As someone who has written extensively about federal criminal law, it shocks the conscience to know how federal prosecutors operate and how they can manufacture “crimes” out of mundane acts that in themselves are not criminal. Candice E. Jackson and I wrote in 2004:

During the last century, especially in the last three decades and in the aftermath of the September 11 attacks, Congress has made federal crimes out of an astonishing array of behavior, much of which is already prohibited by state law, could be better addressed with civil penalties, or is considered wrongful not because it violates anyone’s rights but only because Congress says so.

As the number of federal crimes have proliferated, so has the federal prison population:

In 1981, when Ronald Reagan took office, there were about 20,000 federal prisoners, a figure that rose to 53,000 by 1989. The number has more than tripled since then, to about 171,000. The number of federal prosecutors also has shot up, from about 1,500 in 1981 to more than 7,000 today.

We continued:

Of the approximately 77,000 defendants convicted on federal charges in 2001, 97 percent pleaded guilty or no contest. Out of the more than 121,000 cases opened by U.S. attorneys that year, only 5 percent involved violent crimes such as rape and murder (most of which were connected to other federal crimes). Forty percent of the cases involved “public welfare” offenses such as regulatory and immigration violations, and more than 30 percent involved drug offenses. In 2001 only 10 percent of the people incarcerated in federal prisons had committed violent crimes.

To put it another way, the real choice for most federal prosecutors is determining whom they will charge. Once they make up their minds to target someone, finding charges is not difficult. One is reminded of Lavrentiy Beria, the head of Stalin’s secret police, who famously said, “Show me the man and I’ll find you the crime.”

Indeed, not only did the NYT cheer on the proliferation of federal crimes, but its journalists benefitted from the lawless behavior of federal prosecutors, as the newspaper aided and abetted the commission of felonies—all the while claiming to honor the “rule of law.” I wrote in 2010:

The NY TimesWall Street Journal, and other mainstream media enabled Rudy Giuliani’s Wall Street witch hunt two decades ago. Unfortunately, we found that journalists will help prosecutors commit felonies and file questionable charges, as long as the prosecutors claim to be “fighting capitalism.”

Trump Obviously Doesn’t Have Pure Motives

Trump and his aides are marching through the FBI and the DOJ, raising the body count as they seek to settle scores. Such emotions are understandable even if one cannot always endorse the actions that flow from them.

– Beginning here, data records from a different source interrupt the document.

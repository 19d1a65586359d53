//! Change events and the listener seam.

use uuid::Uuid;

use super::NodeArena;
use crate::value::{Value, ValueKind};

/// Identifier assigned to a listener when it is attached to a tree
#[derive(Debug, Clone, Copy, PartialEq, Eq, Hash, PartialOrd, Ord)]
pub struct ListenerId(pub(crate) u64);

impl std::fmt::Display for ListenerId {
    fn fmt(&self, f: &mut std::fmt::Formatter<'_>) -> std::fmt::Result {
        write!(f, "listener#{}", self.0)
    }
}

/// Error type returned by listeners; boxed so sinks keep their own error enums
pub type ListenerError = Box<dyn std::error::Error + Send + Sync>;

/// A scalar property mutation.
#[derive(Debug, Clone, PartialEq)]
pub struct PropertyChange {
    pub node: Uuid,
    pub property: String,
    pub old: Option<Value>,
    pub new: Option<Value>,
    /// Kind of the property's value; absent only when both values are absent
    pub declared_kind: Option<ValueKind>,
}

/// A mutation notification, consumed synchronously by listeners.
#[derive(Debug, Clone, PartialEq)]
pub enum TreeEvent {
    ChildAdded {
        parent: Uuid,
        child: Uuid,
        index: usize,
    },
    ChildRemoved {
        parent: Uuid,
        child: Uuid,
        index: usize,
    },
    PropertyChanged(PropertyChange),
    TransactionStarted {
        node: Uuid,
        label: String,
    },
    TransactionEnded {
        node: Uuid,
    },
    TransactionRolledBack {
        node: Uuid,
        reason: String,
    },
}

impl TreeEvent {
    /// Short name for logging
    pub fn name(&self) -> &'static str {
        match self {
            TreeEvent::ChildAdded { .. } => "child_added",
            TreeEvent::ChildRemoved { .. } => "child_removed",
            TreeEvent::PropertyChanged(_) => "property_changed",
            TreeEvent::TransactionStarted { .. } => "transaction_started",
            TreeEvent::TransactionEnded { .. } => "transaction_ended",
            TreeEvent::TransactionRolledBack { .. } => "transaction_rolled_back",
        }
    }
}

/// Observer of tree mutations.
///
/// Listeners receive a read-only view of the arena alongside each event. For
/// `ChildRemoved` the removed subtree is still present in the arena while the
/// event is dispatched.
pub trait TreeListener: Send {
    fn on_event(&mut self, nodes: &NodeArena, event: &TreeEvent) -> Result<(), ListenerError>;

    /// Called once after the listener is registered on `root` and its subtree
    fn attached(&mut self, _nodes: &NodeArena, _root: Uuid) -> Result<(), ListenerError> {
        Ok(())
    }
}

During Trump’s first term, FBI agents clearly lied in their attempts to tie the president to the false story that the Russians had helped Trump to steal the election, yet no one faced any meaningful sanctions. This was not a case of overzealousness; it was dishonesty.

One wishes that Trump was not acting out of a desire for revenge, but one also wishes that the principals in the DOJ had acted with integrity instead of lying to try to force Trump out of office by any means possible. Moreover, when people are engaged in this kind of bloodletting, there is no way it will be a surgical operation in which only the bad actors are purged.

However, the notion that federal prosecutors and FBI agents represent a higher class of people who hold a special kind of honor is better reserved for TV shows created by Dick Wolf. This is not the case of the good guys purging the bad guys as much as it is a political massacre that probably needs to happen, given how the federal criminal apparatus has turned into a monster that can only be brought to heel by someone using the nuclear option.